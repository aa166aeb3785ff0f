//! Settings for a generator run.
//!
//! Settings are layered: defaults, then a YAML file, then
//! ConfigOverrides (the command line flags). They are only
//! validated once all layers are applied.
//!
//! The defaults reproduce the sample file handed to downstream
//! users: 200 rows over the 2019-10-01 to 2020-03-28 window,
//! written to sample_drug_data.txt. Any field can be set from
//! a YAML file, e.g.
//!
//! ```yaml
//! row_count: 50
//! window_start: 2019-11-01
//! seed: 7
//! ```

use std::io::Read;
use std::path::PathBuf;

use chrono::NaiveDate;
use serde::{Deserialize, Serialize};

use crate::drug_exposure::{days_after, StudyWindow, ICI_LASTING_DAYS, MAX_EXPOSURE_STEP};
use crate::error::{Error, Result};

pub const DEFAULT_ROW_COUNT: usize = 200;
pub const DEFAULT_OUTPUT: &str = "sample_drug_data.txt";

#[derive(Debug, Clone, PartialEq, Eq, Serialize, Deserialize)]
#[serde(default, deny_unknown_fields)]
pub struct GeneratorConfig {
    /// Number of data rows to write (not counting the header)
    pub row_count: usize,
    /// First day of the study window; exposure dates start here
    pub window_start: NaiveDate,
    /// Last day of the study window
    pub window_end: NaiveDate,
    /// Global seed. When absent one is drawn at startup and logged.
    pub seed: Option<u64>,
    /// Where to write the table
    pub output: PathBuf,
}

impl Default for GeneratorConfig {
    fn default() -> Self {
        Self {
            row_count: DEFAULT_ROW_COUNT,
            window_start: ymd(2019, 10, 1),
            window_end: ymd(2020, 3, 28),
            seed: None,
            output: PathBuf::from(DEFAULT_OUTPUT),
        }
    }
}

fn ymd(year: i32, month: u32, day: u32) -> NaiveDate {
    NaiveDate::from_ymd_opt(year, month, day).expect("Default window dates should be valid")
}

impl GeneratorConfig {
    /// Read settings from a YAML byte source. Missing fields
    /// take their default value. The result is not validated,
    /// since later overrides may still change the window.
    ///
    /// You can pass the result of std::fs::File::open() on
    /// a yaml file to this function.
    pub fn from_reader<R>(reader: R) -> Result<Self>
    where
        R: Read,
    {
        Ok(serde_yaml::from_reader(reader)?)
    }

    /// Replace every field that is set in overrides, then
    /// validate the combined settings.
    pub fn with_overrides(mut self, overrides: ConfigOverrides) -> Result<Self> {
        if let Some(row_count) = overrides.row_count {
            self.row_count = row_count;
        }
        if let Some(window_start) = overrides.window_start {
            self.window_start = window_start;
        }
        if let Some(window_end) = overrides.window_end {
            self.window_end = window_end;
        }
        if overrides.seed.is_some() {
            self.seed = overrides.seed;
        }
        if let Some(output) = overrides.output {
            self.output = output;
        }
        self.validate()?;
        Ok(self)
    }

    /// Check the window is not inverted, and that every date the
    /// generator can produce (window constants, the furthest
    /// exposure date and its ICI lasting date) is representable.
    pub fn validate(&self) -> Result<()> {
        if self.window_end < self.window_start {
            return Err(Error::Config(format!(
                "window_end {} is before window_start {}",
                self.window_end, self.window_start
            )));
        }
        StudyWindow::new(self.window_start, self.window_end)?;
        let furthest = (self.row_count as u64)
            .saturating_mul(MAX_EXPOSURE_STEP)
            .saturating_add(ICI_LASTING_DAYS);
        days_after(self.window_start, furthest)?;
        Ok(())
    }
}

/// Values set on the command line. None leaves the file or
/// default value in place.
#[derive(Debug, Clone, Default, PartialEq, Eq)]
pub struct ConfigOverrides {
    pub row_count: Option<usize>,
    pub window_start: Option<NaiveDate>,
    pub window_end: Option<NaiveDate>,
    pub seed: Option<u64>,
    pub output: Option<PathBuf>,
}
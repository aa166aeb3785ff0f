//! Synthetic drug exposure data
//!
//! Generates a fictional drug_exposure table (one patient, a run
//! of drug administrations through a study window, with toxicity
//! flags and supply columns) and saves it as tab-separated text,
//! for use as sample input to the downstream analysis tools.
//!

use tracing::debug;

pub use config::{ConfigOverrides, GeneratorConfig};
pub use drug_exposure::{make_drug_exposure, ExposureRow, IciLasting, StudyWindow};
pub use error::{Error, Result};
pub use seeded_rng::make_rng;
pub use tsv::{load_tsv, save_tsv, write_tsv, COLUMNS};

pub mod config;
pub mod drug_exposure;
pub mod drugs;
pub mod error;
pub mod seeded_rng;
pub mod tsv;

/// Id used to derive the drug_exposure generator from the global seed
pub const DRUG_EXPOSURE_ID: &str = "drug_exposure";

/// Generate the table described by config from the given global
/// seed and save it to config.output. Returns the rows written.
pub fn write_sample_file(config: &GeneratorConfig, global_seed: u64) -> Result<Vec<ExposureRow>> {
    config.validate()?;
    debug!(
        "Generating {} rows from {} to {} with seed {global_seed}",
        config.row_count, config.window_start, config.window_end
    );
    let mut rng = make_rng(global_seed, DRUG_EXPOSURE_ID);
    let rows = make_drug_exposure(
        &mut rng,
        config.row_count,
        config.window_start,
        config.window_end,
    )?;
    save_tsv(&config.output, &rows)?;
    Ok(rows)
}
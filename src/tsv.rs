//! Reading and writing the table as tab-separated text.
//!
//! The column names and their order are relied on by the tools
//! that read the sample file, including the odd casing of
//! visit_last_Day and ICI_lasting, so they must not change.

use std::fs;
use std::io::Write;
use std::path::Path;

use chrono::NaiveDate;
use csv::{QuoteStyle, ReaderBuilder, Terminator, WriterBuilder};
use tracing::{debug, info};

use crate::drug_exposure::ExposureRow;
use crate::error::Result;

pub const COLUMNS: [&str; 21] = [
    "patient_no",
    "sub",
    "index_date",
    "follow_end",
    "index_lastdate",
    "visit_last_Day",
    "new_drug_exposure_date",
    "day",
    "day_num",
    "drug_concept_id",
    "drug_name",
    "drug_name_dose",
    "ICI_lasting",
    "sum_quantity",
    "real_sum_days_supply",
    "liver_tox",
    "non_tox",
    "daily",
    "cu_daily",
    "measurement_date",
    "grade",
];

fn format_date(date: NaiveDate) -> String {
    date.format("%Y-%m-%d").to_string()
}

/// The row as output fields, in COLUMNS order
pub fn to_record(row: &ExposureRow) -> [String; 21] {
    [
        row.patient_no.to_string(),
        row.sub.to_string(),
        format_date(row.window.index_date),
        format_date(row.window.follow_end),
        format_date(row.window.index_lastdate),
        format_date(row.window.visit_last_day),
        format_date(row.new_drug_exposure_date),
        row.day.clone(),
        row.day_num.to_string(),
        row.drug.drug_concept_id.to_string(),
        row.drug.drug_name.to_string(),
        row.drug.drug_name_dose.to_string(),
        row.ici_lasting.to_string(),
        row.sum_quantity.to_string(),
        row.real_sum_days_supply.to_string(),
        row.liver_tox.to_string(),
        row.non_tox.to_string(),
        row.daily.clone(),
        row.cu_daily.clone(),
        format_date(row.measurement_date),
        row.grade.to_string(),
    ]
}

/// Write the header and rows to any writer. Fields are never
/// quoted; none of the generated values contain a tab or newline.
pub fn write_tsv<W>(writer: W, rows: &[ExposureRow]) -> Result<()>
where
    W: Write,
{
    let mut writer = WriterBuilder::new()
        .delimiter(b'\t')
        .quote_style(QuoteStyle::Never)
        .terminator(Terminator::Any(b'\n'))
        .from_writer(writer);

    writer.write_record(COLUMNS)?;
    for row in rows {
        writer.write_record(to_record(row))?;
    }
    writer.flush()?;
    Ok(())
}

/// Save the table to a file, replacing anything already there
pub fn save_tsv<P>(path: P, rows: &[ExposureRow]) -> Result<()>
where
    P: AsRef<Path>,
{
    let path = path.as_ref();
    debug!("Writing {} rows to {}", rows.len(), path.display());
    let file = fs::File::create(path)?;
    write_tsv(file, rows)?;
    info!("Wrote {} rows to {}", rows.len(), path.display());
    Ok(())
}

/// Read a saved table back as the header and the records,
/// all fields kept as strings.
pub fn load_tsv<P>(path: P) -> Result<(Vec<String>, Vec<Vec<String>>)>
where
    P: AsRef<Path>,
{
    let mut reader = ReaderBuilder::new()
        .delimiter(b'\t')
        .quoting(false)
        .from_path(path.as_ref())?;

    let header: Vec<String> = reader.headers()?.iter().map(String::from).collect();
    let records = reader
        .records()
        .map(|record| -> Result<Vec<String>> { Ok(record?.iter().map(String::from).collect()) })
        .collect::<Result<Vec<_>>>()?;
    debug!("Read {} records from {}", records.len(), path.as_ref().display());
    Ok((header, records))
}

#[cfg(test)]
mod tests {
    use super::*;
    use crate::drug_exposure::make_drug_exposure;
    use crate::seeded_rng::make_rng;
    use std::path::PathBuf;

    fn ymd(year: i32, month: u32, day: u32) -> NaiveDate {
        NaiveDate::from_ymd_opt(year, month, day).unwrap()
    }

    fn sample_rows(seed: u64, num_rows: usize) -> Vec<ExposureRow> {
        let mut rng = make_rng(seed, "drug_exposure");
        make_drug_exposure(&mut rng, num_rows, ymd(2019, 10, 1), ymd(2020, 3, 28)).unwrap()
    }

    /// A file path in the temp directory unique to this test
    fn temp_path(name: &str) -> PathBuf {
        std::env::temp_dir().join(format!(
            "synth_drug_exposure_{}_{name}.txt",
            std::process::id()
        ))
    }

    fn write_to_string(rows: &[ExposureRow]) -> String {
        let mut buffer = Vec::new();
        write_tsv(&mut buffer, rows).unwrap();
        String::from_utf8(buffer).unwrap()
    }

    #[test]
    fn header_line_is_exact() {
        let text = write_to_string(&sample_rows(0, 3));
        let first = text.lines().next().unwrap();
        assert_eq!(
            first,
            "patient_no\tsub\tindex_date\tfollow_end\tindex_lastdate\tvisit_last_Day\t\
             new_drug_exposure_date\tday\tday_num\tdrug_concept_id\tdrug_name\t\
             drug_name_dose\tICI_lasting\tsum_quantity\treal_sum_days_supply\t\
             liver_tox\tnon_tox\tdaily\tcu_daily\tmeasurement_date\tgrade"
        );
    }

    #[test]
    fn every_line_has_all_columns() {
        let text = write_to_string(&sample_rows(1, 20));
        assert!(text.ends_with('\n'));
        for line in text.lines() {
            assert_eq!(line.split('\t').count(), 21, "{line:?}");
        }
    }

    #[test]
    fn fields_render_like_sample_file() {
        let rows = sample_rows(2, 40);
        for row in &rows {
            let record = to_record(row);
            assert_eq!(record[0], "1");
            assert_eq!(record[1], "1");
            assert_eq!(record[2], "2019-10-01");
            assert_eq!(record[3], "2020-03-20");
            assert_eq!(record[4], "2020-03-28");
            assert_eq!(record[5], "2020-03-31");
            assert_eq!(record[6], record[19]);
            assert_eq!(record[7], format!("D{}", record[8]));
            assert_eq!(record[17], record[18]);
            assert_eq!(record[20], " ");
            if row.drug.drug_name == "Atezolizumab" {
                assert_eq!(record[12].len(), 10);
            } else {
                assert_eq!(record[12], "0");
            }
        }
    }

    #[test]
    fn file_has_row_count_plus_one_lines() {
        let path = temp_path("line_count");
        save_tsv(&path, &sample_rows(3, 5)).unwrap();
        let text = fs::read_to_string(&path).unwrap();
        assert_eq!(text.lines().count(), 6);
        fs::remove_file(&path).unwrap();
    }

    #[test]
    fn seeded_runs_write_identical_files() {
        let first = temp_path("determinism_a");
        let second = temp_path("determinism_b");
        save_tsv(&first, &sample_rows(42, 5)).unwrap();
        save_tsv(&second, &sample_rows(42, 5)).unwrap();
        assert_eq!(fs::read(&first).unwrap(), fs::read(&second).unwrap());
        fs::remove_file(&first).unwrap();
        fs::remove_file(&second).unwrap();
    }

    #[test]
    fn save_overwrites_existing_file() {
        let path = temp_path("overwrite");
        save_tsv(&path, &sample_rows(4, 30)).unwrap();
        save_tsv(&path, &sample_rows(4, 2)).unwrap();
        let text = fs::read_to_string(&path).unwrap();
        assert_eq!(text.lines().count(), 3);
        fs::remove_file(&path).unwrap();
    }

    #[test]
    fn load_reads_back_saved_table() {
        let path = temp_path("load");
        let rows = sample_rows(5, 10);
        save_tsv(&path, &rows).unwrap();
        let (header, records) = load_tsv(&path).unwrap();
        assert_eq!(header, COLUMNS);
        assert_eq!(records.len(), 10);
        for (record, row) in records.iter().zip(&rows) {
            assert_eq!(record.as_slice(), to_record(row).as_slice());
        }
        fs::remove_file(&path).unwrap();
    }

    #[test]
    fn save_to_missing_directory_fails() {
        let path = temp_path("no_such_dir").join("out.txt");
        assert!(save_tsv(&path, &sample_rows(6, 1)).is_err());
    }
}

::::

→ REQUIRED WORK: Given the records above, reproduce precisely and only the lines between the line holding "date) is representable." and the line holding "is before window_start", inclusive.

→ OUTPUT:
    /// exposure date and its ICI lasting date) is representable.
    pub fn validate(&self) -> Result<()> {
        if self.window_end < self.window_start {
            return Err(Error::Config(format!(
                "window_end {} is before window_start {}",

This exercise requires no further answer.